I heard an interesting presentation at a recent conference.* The paper on which the presentation was based starts with what the author describes as a myth that we religiously believe in and, indeed, propagate to others. 

This is a myth about start-ups. Start-ups, or new businesses, have no record and, hence, find it hard to obtain credit from formal institutions like banks.

This is the belief held by most - and, indeed, taught in classrooms in a number of different courses and programmes. Policy makers swear by it, while politicians and non-governmental organisations keep reminding us about the inherent contradictions in the free-enterprise system. 

Coupled to this is our belief that small businesses are the creators of employment and if we support the growth of small businesses, employment will grow. “The growth of small businesses leading to greater employment”, unfortunately, can be interpreted in two ways.

First, the greater the number of small enterprises, the greater is the employment. Second, if we support small businesses and help them grow into big businesses, employment will increase. Regardless of the interpretation, and given our primary belief, we spend endless policy-making time to find the correct mix of interventionist packages to help small businesses.

Before we get back to the paper, let me make an observation. Very few companies start big; they grow big. And all companies need to start. Anything that encourages the birth of new companies is, therefore, considered a good thing as such firms increase employment and generate income. However, from this it does not follow, logically that is, that supporting small businesses is a good thing; at best, we can say that supporting start-ups is a good thing. 
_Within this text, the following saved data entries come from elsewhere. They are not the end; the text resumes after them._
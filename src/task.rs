//! Task and result types.
//!
//! A [`Task`] is one unit of work travelling through the engine; a
//! [`TaskReport`] is its terminal outcome. Worker failures are captured into
//! the report rather than propagated, so a batch run always produces exactly
//! one report per submitted item.

use crate::error::WorkerError;
use std::time::{Duration, Instant};

/// Unique identifier for a task
pub type TaskId = String;

/// One unit of work submitted to the engine.
///
/// Owned by the queue until dispatched, then by an in-flight execution slot,
/// then discarded once its [`TaskReport`] is produced.
#[derive(Debug)]
pub struct Task<I> {
    /// Unique task identifier
    pub id: TaskId,
    /// Input handed to the worker
    pub payload: I,
    /// Higher priority dispatches first
    pub priority: i32,
    /// Retry attempts consumed so far, mutated in place per attempt
    pub retry_count: u32,
    /// When the task was created
    pub created_at: Instant,
}

impl<I> Task<I> {
    /// Create a task with default priority.
    pub fn new(payload: I) -> Self {
        Self::with_priority(payload, 0)
    }

    /// Create a task with an explicit priority.
    pub fn with_priority(payload: I, priority: i32) -> Self {
        Self {
            id: uuid::Uuid::new_v4().to_string(),
            payload,
            priority,
            retry_count: 0,
            created_at: Instant::now(),
        }
    }
}

/// Terminal outcome of one task, success or failure.
///
/// Never "thrown": [`run_all`](crate::engine::TaskEngine::run_all) and
/// [`run_stream`](crate::engine::TaskEngine::run_stream) return reports for
/// failures too, and callers check [`outcome`](TaskReport::outcome).
#[derive(Debug, Clone)]
pub struct TaskReport<O> {
    /// Identifier of the task this report belongs to
    pub id: TaskId,
    /// The worker's output, or the failure that exhausted retries
    pub outcome: Result<O, WorkerError>,
    /// Wall-clock time from first dispatch to terminal outcome
    pub duration: Duration,
    /// Retry attempts consumed (0 = succeeded or failed on first try)
    pub retries: u32,
}

impl<O> TaskReport<O> {
    /// Whether the task completed successfully
    pub fn is_success(&self) -> bool {
        self.outcome.is_ok()
    }

    /// The output, if the task succeeded
    pub fn output(&self) -> Option<&O> {
        self.outcome.as_ref().ok()
    }

    /// The failure, if the task failed
    pub fn error(&self) -> Option<&WorkerError> {
        self.outcome.as_ref().err()
    }
}
//! Typed engine event channel.
//!
//! Zero-or-more subscribers receive state snapshots and lifecycle
//! transitions over a broadcast channel. This is the engine's only
//! observability contract; `tracing` output is diagnostic, not contractual.

use crate::engine::metrics::MetricsSnapshot;
use tokio::sync::broadcast;

/// Capacity before slow subscribers start lagging. A lagged subscriber
/// loses old events, never blocks the engine.
const EVENT_CAPACITY: usize = 64;

/// Events published by a [`TaskEngine`](crate::engine::TaskEngine).
#[derive(Debug, Clone)]
pub enum EngineEvent {
    /// Periodic metrics snapshot from the sampler
    Metrics(MetricsSnapshot),
    /// New dispatch was suspended
    Paused,
    /// Dispatch resumed
    Resumed,
    /// Queued tasks were discarded; carries how many
    QueueCleared(usize),
    /// The engine finished draining and stopped
    Shutdown,
    /// A task exhausted retries or failed permanently
    Error(String),
}

/// Broadcast fan-out for [`EngineEvent`]s.
#[derive(Debug, Clone)]
pub(crate) struct EventBus {
    sender: broadcast::Sender<EngineEvent>,
}

impl EventBus {
    pub fn new() -> Self {
        let (sender, _) = broadcast::channel(EVENT_CAPACITY);
        Self { sender }
    }

    /// Register a new subscriber.
    pub fn subscribe(&self) -> broadcast::Receiver<EngineEvent> {
        self.sender.subscribe()
    }

    /// Publish an event. Having no subscribers is not an error.
    pub fn publish(&self, event: EngineEvent) {
        let _ = self.sender.send(event);
    }
}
I make this point because in our policy circles and in a many academic circles, there is a strong support base for policies oriented towards small businesses, but little or no support for start-ups and entrepreneurship. This is in spite of our firmly held belief that start-ups do not get funded by institutions like banks.

On the other hand, there is an associated belief, among many who are active in policy circles, about the importance of venture capitalists – and to an extent private equity – and informal institutions like friends and family as sources of credit for start-ups.

There is a lot of work done on this by academics in the United States. First, let us see the importance of venture capitalists. Remember that venture capitalists are most active in the US. A paper by Manju Puri and Rebecca Zarutskie shows that only 0.1 per cent of “new” firms are funded by venture capitalists.

Another paper, by Alicia Robb and David Robinson, demonstrates that credit cards, friends and family form a negligible part of the financing for start-ups. The presenter argues that new firms actually receive funding from three major sources: venture capitalists, informal sources and bank lending. One caveat, so that we do not get confused by the apparent contradiction here. Informal sources are important to those start-ups that get funding from such sources; it is just that very few start-ups get any funding from such sources.

The primary source of funding for start-ups, as estimated by David Robinson, is bank lending! Almost uniformly across entrepreneur-type and sector, start-ups receive about 50 per cent of their funds from banks. Only in high-tech start-ups is bank lending lower; but that too is at 40 per cent.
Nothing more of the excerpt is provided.